Though Holocaust denial has long been criminalized as hate speech in many European countries (most notably Germany), it has never been illegal in the United States. And neither Lipstadt, Greenblatt nor Rosenberg supports its criminalization.

Rosenberg argued that “I don’t think criminalizing any form of speech is an effective way of dealing with it. It doesn’t mean that you’ve refuted the worldview that gave rise to it, it just means that you’ve suppressed the symptom of the worldview while letting it otherwise go unrefuted, and if anything you’ve made a martyr out of the people who are spreading it.” He cited high rates of anti-Semitism in European countries that legislate against Holocaust denial as evidence that such laws do not materially reduce incidents of anti-Semitism.

Greenblatt told The Jewish Week that while Holocaust denial is “ugly speech, it is still protected by the First Amendment. We believe strongly in the right to free speech in this country. Holocaust deniers have every right to express their hatred, but we also have a right to use our free speech rights to counter such hate speech and reject it for the fiction it is.”

In her comments, Randi Zuckerberg also brought the Israeli-Palestinian conflict into play, seeming to compare Holocaust denial with support for the movement to divest from Israel.

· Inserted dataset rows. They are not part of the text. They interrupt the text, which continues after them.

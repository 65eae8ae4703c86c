//! Remote data synchronization.
//!
//! No remote system is wired up yet. [`UnintegratedRemote`] reports what a sync
//! would cover and says so through `integrated: false`.

use std::time::Duration;

use serde::Serialize;

use crate::store::{PlatformStore, StoreResult};

/// Percentage of records the unintegrated remote reports as synced.
const REPORTED_SUCCESS_PERCENT: u64 = 95;

#[derive(Debug, Clone, Copy, PartialEq, Eq, Serialize)]
#[serde(rename_all = "camelCase")]
pub struct SyncReport {
    pub total_records: u64,
    pub synced_records: u64,
    pub failed_records: u64,
    /// `false` until a real remote is connected.
    pub integrated: bool,
}

impl SyncReport {
    fn simulated(total_records: u64) -> Self {
        let synced_records = total_records * REPORTED_SUCCESS_PERCENT / 100;
        Self {
            total_records,
            synced_records,
            failed_records: total_records - synced_records,
            integrated: false,
        }
    }
}

#[async_trait::async_trait]
pub trait RemoteSync: Send + Sync {
    async fn synchronize(&self, store: &dyn PlatformStore) -> StoreResult<SyncReport>;
}

#[derive(Debug, Clone)]
pub struct UnintegratedRemote {
    delay: Duration,
}

impl UnintegratedRemote {
    pub fn new(delay: Duration) -> Self {
        Self { delay }
    }
}

#[async_trait::async_trait]
impl RemoteSync for UnintegratedRemote {
    #[tracing::instrument(skip_all, err)]
    async fn synchronize(&self, store: &dyn PlatformStore) -> StoreResult<SyncReport> {
        let (users, licenses, receipts, applications, companies) = tokio::join!(
            store.count_users(),
            store.count_licenses(),
            store.count_receipts(),
            store.count_applications(),
            store.count_companies(),
        );
        let total = users? + licenses? + receipts? + applications? + companies?;

        tokio::time::sleep(self.delay).await;

        let report = SyncReport::simulated(total);
        tracing::info!(
            total = report.total_records,
            synced = report.synced_records,
            "simulated sync finished; remote not integrated"
        );
        Ok(report)
    }
}
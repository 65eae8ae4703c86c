//! HTTP API application wiring (Axum router + service wiring).
//!
//! - `services.rs`: store, session codec and sync backend wiring plus the operations
//! - `routes/`: HTTP routes + handlers (one file per area)
//! - `dto.rs`: request/response DTOs and JSON mapping helpers
//! - `errors.rs`: consistent error responses
//! - `extract.rs`: body extractor with JSON rejections

use std::sync::Arc;

use axum::{Extension, Router};
use tower::ServiceBuilder;
use tower_cookies::CookieManagerLayer;

use crate::config::ApiConfig;
use crate::middleware;

pub mod dto;
pub mod errors;
pub mod extract;
pub mod routes;
pub mod services;

pub use services::AppServices;

/// Build the full HTTP router (public entrypoint used by `main.rs`).
pub async fn build_app(config: &ApiConfig) -> anyhow::Result<Router> {
    let services = Arc::new(services::build_services(config).await?);
    Ok(build_router(services))
}

/// Router over already-wired services.
pub fn build_router(services: Arc<AppServices>) -> Router {
    let session_state = middleware::SessionState {
        sessions: services.sessions().clone(),
    };

    routes::router().layer(
        ServiceBuilder::new()
            .layer(CookieManagerLayer::new())
            .layer(axum::middleware::from_fn_with_state(
                session_state,
                middleware::session_gate,
            ))
            .layer(Extension(services)),
    )
}
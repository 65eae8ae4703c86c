//! Runtime configuration read from the environment.

use std::net::SocketAddr;
use std::time::Duration;

use anyhow::Context;

const DEV_JWT_SECRET: &str = "dev-secret";
const MAX_SESSION_TTL_MINUTES: u64 = 365 * 24 * 60;

/// Credentials for the administrator account created at startup.
#[derive(Clone)]
pub struct AdminSeed {
    pub email: String,
    pub password: String,
}

impl core::fmt::Debug for AdminSeed {
    fn fmt(&self, f: &mut core::fmt::Formatter<'_>) -> core::fmt::Result {
        f.debug_struct("AdminSeed")
            .field("email", &self.email)
            .finish_non_exhaustive()
    }
}

#[derive(Clone)]
pub struct ApiConfig {
    pub jwt_secret: String,
    pub bind_addr: SocketAddr,
    pub use_persistent_stores: bool,
    pub database_url: Option<String>,
    pub session_ttl: chrono::Duration,
    pub cookie_secure: bool,
    pub sync_delay: Duration,
    pub admin_seed: Option<AdminSeed>,
}

impl core::fmt::Debug for ApiConfig {
    fn fmt(&self, f: &mut core::fmt::Formatter<'_>) -> core::fmt::Result {
        f.debug_struct("ApiConfig")
            .field("bind_addr", &self.bind_addr)
            .field("use_persistent_stores", &self.use_persistent_stores)
            .field("session_ttl", &self.session_ttl)
            .field("cookie_secure", &self.cookie_secure)
            .field("sync_delay", &self.sync_delay)
            .field("admin_seed", &self.admin_seed)
            .finish_non_exhaustive()
    }
}

impl Default for ApiConfig {
    /// In-memory development defaults.
    fn default() -> Self {
        Self {
            jwt_secret: DEV_JWT_SECRET.to_string(),
            bind_addr: SocketAddr::from(([0, 0, 0, 0], 8080)),
            use_persistent_stores: false,
            database_url: None,
            session_ttl: chrono::Duration::minutes(1440),
            cookie_secure: false,
            sync_delay: Duration::from_millis(2000),
            admin_seed: None,
        }
    }
}

fn var(name: &str) -> Option<String> {
    std::env::var(name).ok().filter(|v| !v.trim().is_empty())
}

fn flag(name: &str) -> bool {
    var(name)
        .and_then(|v| v.trim().parse::<bool>().ok())
        .unwrap_or(false)
}

fn number(name: &str, default: u64) -> anyhow::Result<u64> {
    match var(name) {
        Some(raw) => raw
            .trim()
            .parse()
            .with_context(|| format!("{name} must be a non-negative integer, got '{raw}'")),
        None => Ok(default),
    }
}

/// Session lifetime from a minute count; out-of-range values are config errors.
fn session_ttl(minutes: u64) -> anyhow::Result<chrono::Duration> {
    if !(1..=MAX_SESSION_TTL_MINUTES).contains(&minutes) {
        anyhow::bail!("SESSION_TTL_MINUTES must be between 1 and {MAX_SESSION_TTL_MINUTES}, got {minutes}");
    }
    i64::try_from(minutes)
        .ok()
        .and_then(chrono::Duration::try_minutes)
        .with_context(|| format!("SESSION_TTL_MINUTES out of range: {minutes}"))
}

impl ApiConfig {
    pub fn from_env() -> anyhow::Result<Self> {
        let defaults = Self::default();

        let jwt_secret = var("JWT_SECRET").unwrap_or_else(|| {
            tracing::warn!("JWT_SECRET not set; using insecure dev default");
            DEV_JWT_SECRET.to_string()
        });

        let bind_addr = match var("BIND_ADDR") {
            Some(raw) => raw
                .parse()
                .with_context(|| format!("BIND_ADDR is not a socket address: '{raw}'"))?,
            None => defaults.bind_addr,
        };

        let use_persistent_stores = flag("USE_PERSISTENT_STORES");
        let database_url = var("DATABASE_URL");
        if use_persistent_stores && database_url.is_none() {
            anyhow::bail!("DATABASE_URL must be set when USE_PERSISTENT_STORES=true");
        }

        let ttl = session_ttl(number("SESSION_TTL_MINUTES", 1440)?)?;

        let admin_seed = match (var("AMO_ADMIN_EMAIL"), var("AMO_ADMIN_PASSWORD")) {
            (Some(email), Some(password)) => Some(AdminSeed { email, password }),
            (Some(_), None) | (None, Some(_)) => {
                tracing::warn!("AMO_ADMIN_EMAIL and AMO_ADMIN_PASSWORD must both be set; skipping admin seeding");
                None
            }
            (None, None) => None,
        };

        Ok(Self {
            jwt_secret,
            bind_addr,
            use_persistent_stores,
            database_url,
            session_ttl: ttl,
            cookie_secure: flag("COOKIE_SECURE"),
            sync_delay: Duration::from_millis(number("SYNC_SIMULATED_DELAY_MS", 2000)?),
            admin_seed,
        })
    }
}

#[cfg(test)]
mod tests {
    use super::*;

    #[test]
    fn defaults_are_in_memory_development_settings() {
        let config = ApiConfig::default();
        assert!(!config.use_persistent_stores);
        assert_eq!(config.session_ttl, chrono::Duration::hours(24));
        assert_eq!(config.sync_delay, Duration::from_secs(2));
        assert_eq!(config.bind_addr.port(), 8080);
    }

    #[test]
    fn session_ttl_rejects_zero_and_oversized_values() {
        assert_eq!(session_ttl(30).unwrap(), chrono::Duration::minutes(30));
        assert_eq!(
            session_ttl(MAX_SESSION_TTL_MINUTES).unwrap(),
            chrono::Duration::days(365)
        );
        for minutes in [0, MAX_SESSION_TTL_MINUTES + 1, i64::MAX as u64 + 1, u64::MAX] {
            let err = session_ttl(minutes).unwrap_err();
            assert!(err.to_string().contains("SESSION_TTL_MINUTES"), "{minutes}: {err}");
        }
    }

    #[test]
    fn debug_output_hides_secrets() {
        let config = ApiConfig {
            jwt_secret: "super-secret".into(),
            admin_seed: Some(AdminSeed {
                email: "admin@amo.rw".into(),
                password: "hunter2hunter2".into(),
            }),
            ..ApiConfig::default()
        };
        let rendered = format!("{config:?}");
        assert!(!rendered.contains("super-secret"));
        assert!(!rendered.contains("hunter2"));
        assert!(rendered.contains("admin@amo.rw"));
    }
}
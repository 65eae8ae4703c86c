use std::sync::Arc;

use axum::{extract::Extension, response::IntoResponse, routing::post, Router};
use tower_cookies::Cookies;

use amo_auth::Capability;

use crate::app::dto::{self, required};
use crate::app::errors::ApiError;
use crate::app::extract::ValidatedJson;
use crate::app::routes::auth::signed_in_response;
use crate::app::services::AppServices;
use crate::context::RequestContext;

pub fn router() -> Router {
    Router::new()
        .route("/change-password", post(change_password))
        .route("/update", post(update_profile))
}

/// Both handlers re-issue the session so the gate sees the updated flags.
pub async fn change_password(
    Extension(services): Extension<Arc<AppServices>>,
    Extension(ctx): Extension<RequestContext>,
    cookies: Cookies,
    payload: Result<ValidatedJson<dto::ChangePasswordRequest>, ApiError>,
) -> Result<impl IntoResponse, ApiError> {
    ctx.require(Capability::ManageOwnProfile)?;
    let ValidatedJson(body) = payload?;
    let current = required(body.current_password, "Current password is required")?;
    let new = required(body.new_password, "New password is required")?;

    let signed = services.change_password(ctx.principal(), current, new).await?;
    Ok(signed_in_response(&cookies, &services, &signed))
}

pub async fn update_profile(
    Extension(services): Extension<Arc<AppServices>>,
    Extension(ctx): Extension<RequestContext>,
    cookies: Cookies,
    payload: Result<ValidatedJson<dto::UpdateProfileRequest>, ApiError>,
) -> Result<impl IntoResponse, ApiError> {
    ctx.require(Capability::ManageOwnProfile)?;
    let ValidatedJson(body) = payload?;
    let (Some(name), Some(phone_number)) = (body.name, body.phone_number) else {
        return Err(ApiError::validation("Name and phone number are required"));
    };

    let signed = services
        .update_profile(ctx.principal(), name, phone_number, body.profile_picture)
        .await?;
    Ok(signed_in_response(&cookies, &services, &signed))
}
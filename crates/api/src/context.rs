use amo_auth::{AuthzError, Capability, Principal, SessionClaims, authorize};

/// Identity of the caller for one request.
///
/// Inserted by the session gate for every request; `session` is `None` for
/// anonymous callers and for invalid or expired tokens.
#[derive(Debug, Clone, Default)]
pub struct RequestContext {
    session: Option<SessionClaims>,
    principal: Option<Principal>,
}

impl RequestContext {
    pub fn anonymous() -> Self {
        Self::default()
    }

    pub fn authenticated(claims: SessionClaims) -> Self {
        let principal = Principal::from(&claims);
        Self {
            session: Some(claims),
            principal: Some(principal),
        }
    }

    pub fn session(&self) -> Option<&SessionClaims> {
        self.session.as_ref()
    }

    pub fn principal(&self) -> Option<&Principal> {
        self.principal.as_ref()
    }

    /// Check the caller before any request input is looked at.
    pub fn require(&self, capability: Capability) -> Result<&Principal, AuthzError> {
        authorize(self.principal(), capability)
    }
}
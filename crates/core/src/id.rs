//! Strongly-typed identifiers used across the domain.

use core::str::FromStr;
use serde::{Deserialize, Serialize};
use uuid::Uuid;

use crate::error::DomainError;

macro_rules! uuid_id {
    ($(#[$meta:meta])* $t:ident) => {
        $(#[$meta])*
        #[derive(Debug, Copy, Clone, PartialEq, Eq, Hash, PartialOrd, Ord, Serialize, Deserialize)]
        #[serde(transparent)]
        pub struct $t(Uuid);

        impl $t {
            /// Create a new identifier.
            ///
            /// Uses UUIDv7 (time-ordered), so ids sort by creation time.
            pub fn new() -> Self {
                Self(Uuid::now_v7())
            }

            pub fn from_uuid(uuid: Uuid) -> Self {
                Self(uuid)
            }

            pub fn as_uuid(&self) -> &Uuid {
                &self.0
            }
        }

        impl Default for $t {
            fn default() -> Self {
                Self::new()
            }
        }

        impl core::fmt::Display for $t {
            fn fmt(&self, f: &mut core::fmt::Formatter<'_>) -> core::fmt::Result {
                core::fmt::Display::fmt(&self.0, f)
            }
        }

        impl From<Uuid> for $t {
            fn from(value: Uuid) -> Self {
                Self(value)
            }
        }

        impl From<$t> for Uuid {
            fn from(value: $t) -> Self {
                value.0
            }
        }

        impl FromStr for $t {
            type Err = DomainError;

            fn from_str(s: &str) -> Result<Self, Self::Err> {
                let uuid = Uuid::from_str(s.trim())
                    .map_err(|e| DomainError::invalid_id(format!("{}: {}", stringify!($t), e)))?;
                Ok(Self(uuid))
            }
        }
    };
}

uuid_id!(
    /// Identifier of a platform account.
    UserId
);
uuid_id!(
    /// Identifier of a registered company.
    CompanyId
);
uuid_id!(
    /// Identifier of a desktop application request.
    ApplicationId
);
uuid_id!(LicenseId);
uuid_id!(AlertId);
uuid_id!(MessageId);
uuid_id!(
    /// Identifier of an audit-trail entry.
    ActivityId
);
uuid_id!(ReceiptId);
uuid_id!(ScanId);
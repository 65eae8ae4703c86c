//! Aggregate root trait for the platform's stateful domain models.

use crate::error::{DomainError, DomainResult};
use crate::event::DomainEvent;

/// Aggregate root marker + minimal interface.
pub trait AggregateRoot {
    /// Strongly-typed aggregate identifier.
    type Id: Clone + Eq + core::hash::Hash + core::fmt::Debug;

    /// Returns the aggregate identifier.
    fn id(&self) -> &Self::Id;

    /// Monotonically increasing version of the aggregate's state.
    ///
    /// Bumped once per applied event. Stores use it for compare-and-set writes.
    fn version(&self) -> u64;
}

/// Optimistic concurrency expectation for an aggregate.
#[derive(Debug, Copy, Clone, PartialEq, Eq)]
pub enum ExpectedVersion {
    /// Skip version checking (seeding, admin overrides).
    Any,
    /// Require the aggregate to be at an exact version.
    Exact(u64),
}

impl ExpectedVersion {
    pub fn matches(self, actual: u64) -> bool {
        match self {
            ExpectedVersion::Any => true,
            ExpectedVersion::Exact(v) => v == actual,
        }
    }

    pub fn check(self, actual: u64) -> DomainResult<()> {
        if self.matches(actual) {
            Ok(())
        } else {
            Err(DomainError::conflict(format!(
                "concurrent modification detected (expected: {self:?}, actual: {actual})"
            )))
        }
    }
}

/// Aggregate execution semantics (pure, deterministic).
///
/// - **Decision logic**: `handle(&self, cmd)` returns events.
/// - **State mutation**: `apply(&mut self, event)` evolves state.
///
/// Aggregates must not perform IO. Persisting the resulting state is the
/// store's job.
pub trait Aggregate: AggregateRoot {
    type Command: Clone + core::fmt::Debug;
    type Event: DomainEvent;
    type Error: core::fmt::Debug;

    /// Evolve in-memory state from a single event (+1 version).
    fn apply(&mut self, event: &Self::Event);

    /// Decide which events to emit given the current state and a command.
    fn handle(&self, command: &Self::Command) -> Result<Vec<Self::Event>, Self::Error>;

    /// Handle a command and apply the resulting events in one step.
    fn execute(&mut self, command: &Self::Command) -> Result<Vec<Self::Event>, Self::Error> {
        let events = self.handle(command)?;
        for event in &events {
            tracing::debug!(event = event.event_type(), version = self.version() + 1, "applying");
            self.apply(event);
        }
        Ok(events)
    }
}

#[cfg(test)]
mod tests {
    use super::*;

    #[test]
    fn exact_version_mismatch_is_conflict() {
        assert!(ExpectedVersion::Exact(3).check(3).is_ok());
        let err = ExpectedVersion::Exact(3).check(4).unwrap_err();
        assert!(matches!(err, DomainError::Conflict(_)));
        assert!(ExpectedVersion::Any.matches(42));
    }
}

“I wish that these platforms didn’t give a voice to those who cry out for divestment from Israel, make anti-Jewish remarks, and many, many other issues,” she wrote. “But silencing everyone — or worse, silencing selectively — would be far more nefarious.”

Zuckerberg Media, Randi Zuckerberg’s company, did not respond to a request for comment. Lipstadt told The Jewish Week that “what Mark and Randi Zuckerberg don’t understand, and many other people with them, is that Holocaust denial is not a mistaken point of view, it’s an overt distortion of history.”

Jewish Voice for Peace, which advocates for divestment from Israel as part of the Boycott, Divestment and Sanctions movement, told The Jewish Week in an email statement that “comments by Randi Zuckerberg, in which she conflates the international call to divest from companies profiting from the violation of Palestinian rights with the racist and violent agenda of Holocaust deniers, are beyond the pale. … Divestment, as part of the BDS call, urges action to pressure Israel to comply with international law. Comparing divestment to Holocaust denial is not only a gross misrepresentation, but factually utterly inaccurate.”